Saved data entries
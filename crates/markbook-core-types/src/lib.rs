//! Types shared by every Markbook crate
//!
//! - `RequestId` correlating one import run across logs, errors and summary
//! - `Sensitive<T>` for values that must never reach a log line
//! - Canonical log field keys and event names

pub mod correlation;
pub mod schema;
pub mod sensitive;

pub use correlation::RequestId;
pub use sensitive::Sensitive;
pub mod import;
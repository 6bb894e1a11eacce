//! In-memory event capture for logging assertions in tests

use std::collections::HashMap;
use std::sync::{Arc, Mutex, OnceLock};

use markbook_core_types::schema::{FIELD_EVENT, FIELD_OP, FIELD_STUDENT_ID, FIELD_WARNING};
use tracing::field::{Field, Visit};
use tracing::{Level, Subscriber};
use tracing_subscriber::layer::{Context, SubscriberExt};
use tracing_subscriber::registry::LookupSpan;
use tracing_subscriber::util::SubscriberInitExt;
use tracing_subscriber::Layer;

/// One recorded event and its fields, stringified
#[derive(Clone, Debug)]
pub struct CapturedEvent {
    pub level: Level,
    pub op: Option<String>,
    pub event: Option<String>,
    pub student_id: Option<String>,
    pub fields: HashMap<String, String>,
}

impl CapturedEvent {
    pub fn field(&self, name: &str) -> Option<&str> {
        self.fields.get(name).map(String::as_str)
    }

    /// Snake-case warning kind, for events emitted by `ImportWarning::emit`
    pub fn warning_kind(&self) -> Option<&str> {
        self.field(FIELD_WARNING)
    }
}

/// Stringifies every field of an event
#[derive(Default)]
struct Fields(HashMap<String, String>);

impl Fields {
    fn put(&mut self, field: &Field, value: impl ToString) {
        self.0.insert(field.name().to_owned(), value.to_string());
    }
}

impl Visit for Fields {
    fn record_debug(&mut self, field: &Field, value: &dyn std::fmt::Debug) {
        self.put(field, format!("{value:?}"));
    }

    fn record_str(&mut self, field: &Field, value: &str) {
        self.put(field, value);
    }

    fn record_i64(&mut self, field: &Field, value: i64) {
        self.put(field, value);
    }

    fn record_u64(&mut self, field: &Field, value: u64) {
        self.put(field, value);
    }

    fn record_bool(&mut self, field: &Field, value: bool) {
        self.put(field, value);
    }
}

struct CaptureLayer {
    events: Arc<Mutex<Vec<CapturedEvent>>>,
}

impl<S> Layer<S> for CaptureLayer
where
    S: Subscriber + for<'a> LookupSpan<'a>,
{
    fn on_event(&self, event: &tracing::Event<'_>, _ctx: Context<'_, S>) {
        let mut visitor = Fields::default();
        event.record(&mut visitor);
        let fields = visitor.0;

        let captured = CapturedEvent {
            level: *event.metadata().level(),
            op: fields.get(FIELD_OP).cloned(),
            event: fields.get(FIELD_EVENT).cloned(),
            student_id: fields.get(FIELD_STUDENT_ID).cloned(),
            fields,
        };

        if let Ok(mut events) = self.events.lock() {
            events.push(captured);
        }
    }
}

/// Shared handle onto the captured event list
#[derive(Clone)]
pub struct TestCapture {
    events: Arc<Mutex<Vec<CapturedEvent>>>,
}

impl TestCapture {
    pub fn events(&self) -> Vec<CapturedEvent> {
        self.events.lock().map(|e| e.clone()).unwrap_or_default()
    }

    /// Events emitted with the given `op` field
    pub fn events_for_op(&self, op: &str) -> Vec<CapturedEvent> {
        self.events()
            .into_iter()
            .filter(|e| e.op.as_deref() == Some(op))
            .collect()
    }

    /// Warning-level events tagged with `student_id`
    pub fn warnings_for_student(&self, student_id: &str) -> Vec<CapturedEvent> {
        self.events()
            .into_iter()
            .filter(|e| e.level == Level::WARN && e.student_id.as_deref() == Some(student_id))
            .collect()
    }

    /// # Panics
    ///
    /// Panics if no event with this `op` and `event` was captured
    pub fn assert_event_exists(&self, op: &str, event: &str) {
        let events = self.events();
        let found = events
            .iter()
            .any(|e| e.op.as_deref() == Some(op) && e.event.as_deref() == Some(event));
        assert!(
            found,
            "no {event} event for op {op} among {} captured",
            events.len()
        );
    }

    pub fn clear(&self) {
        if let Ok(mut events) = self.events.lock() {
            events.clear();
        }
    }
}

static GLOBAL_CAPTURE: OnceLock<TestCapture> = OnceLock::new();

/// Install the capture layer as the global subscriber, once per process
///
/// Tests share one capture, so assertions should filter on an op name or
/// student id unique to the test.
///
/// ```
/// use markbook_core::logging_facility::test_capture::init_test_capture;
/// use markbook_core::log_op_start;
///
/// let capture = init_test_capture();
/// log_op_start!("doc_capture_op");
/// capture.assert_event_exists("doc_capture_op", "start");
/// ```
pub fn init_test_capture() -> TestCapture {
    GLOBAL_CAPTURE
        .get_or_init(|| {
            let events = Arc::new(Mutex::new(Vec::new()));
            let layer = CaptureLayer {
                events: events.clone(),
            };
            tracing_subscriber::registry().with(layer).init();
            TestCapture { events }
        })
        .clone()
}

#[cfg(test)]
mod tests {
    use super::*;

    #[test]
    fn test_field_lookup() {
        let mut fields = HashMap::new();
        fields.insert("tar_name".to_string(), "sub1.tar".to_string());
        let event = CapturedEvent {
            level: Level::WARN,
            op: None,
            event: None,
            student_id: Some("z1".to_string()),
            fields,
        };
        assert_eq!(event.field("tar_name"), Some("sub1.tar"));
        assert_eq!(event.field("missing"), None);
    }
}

REQUIRED ACTION: Your task is to copy each line of the entries that includes the word "filter".

RESPONSE TO THE TASK:
            .filter(|e| e.op.as_deref() == Some(op))
            .filter(|e| e.level == Level::WARN && e.student_id.as_deref() == Some(student_id))
/// Tests share one capture, so assertions should filter on an op name or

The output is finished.